■ TASK INSTRUCTIONS: It is required that all of the data be written out exactly.

*** Opening of PROVIDED DATA ***

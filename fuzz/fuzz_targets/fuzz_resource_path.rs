//! Fuzz target: `ResourcePath` parser
//!
//! Verifies:
//! - No panics under arbitrary input
//! - Anything accepted renders back to text that parses to the same path
//! - Creating a resource at the path fails the same way the parser does
//!
//! cargo fuzz run fuzz_resource_path

#![no_main]

use cloudnode::resource::{Methods, ResourcePath, ResourceRegistry};
use libfuzzer_sys::fuzz_target;

fuzz_target!(|data: &[u8]| {
    let Ok(text) = core::str::from_utf8(data) else {
        return;
    };

    let parsed = ResourcePath::parse(text);
    if let Ok(path) = parsed {
        assert_eq!(ResourcePath::parse(&path.to_string()), Ok(path));
    }

    let mut registry = ResourceRegistry::new();
    let created = registry.create(text, "", Methods::READ, false);
    assert_eq!(created.is_ok(), parsed.is_ok());
    assert_eq!(registry.len(), usize::from(created.is_ok()));
});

*** Close of PROVIDED DATA ***

■ ANSWER TO THIS EXERCISE:
filename fuzz/fuzz_targets/fuzz_resource_path.rs
//! Fuzz target: `ResourcePath` parser
//!
//! Verifies:
//! - No panics under arbitrary input
//! - Anything accepted renders back to text that parses to the same path
//! - Creating a resource at the path fails the same way the parser does
//!
//! cargo fuzz run fuzz_resource_path

#![no_main]

use cloudnode::resource::{Methods, ResourcePath, ResourceRegistry};
use libfuzzer_sys::fuzz_target;

fuzz_target!(|data: &[u8]| {
    let Ok(text) = core::str::from_utf8(data) else {
        return;
    };

    let parsed = ResourcePath::parse(text);
    if let Ok(path) = parsed {
        assert_eq!(ResourcePath::parse(&path.to_string()), Ok(path));
    }

    let mut registry = ResourceRegistry::new();
    let created = registry.create(text, "", Methods::READ, false);
    assert_eq!(created.is_ok(), parsed.is_ok());
    assert_eq!(registry.len(), usize::from(created.is_ok()));
});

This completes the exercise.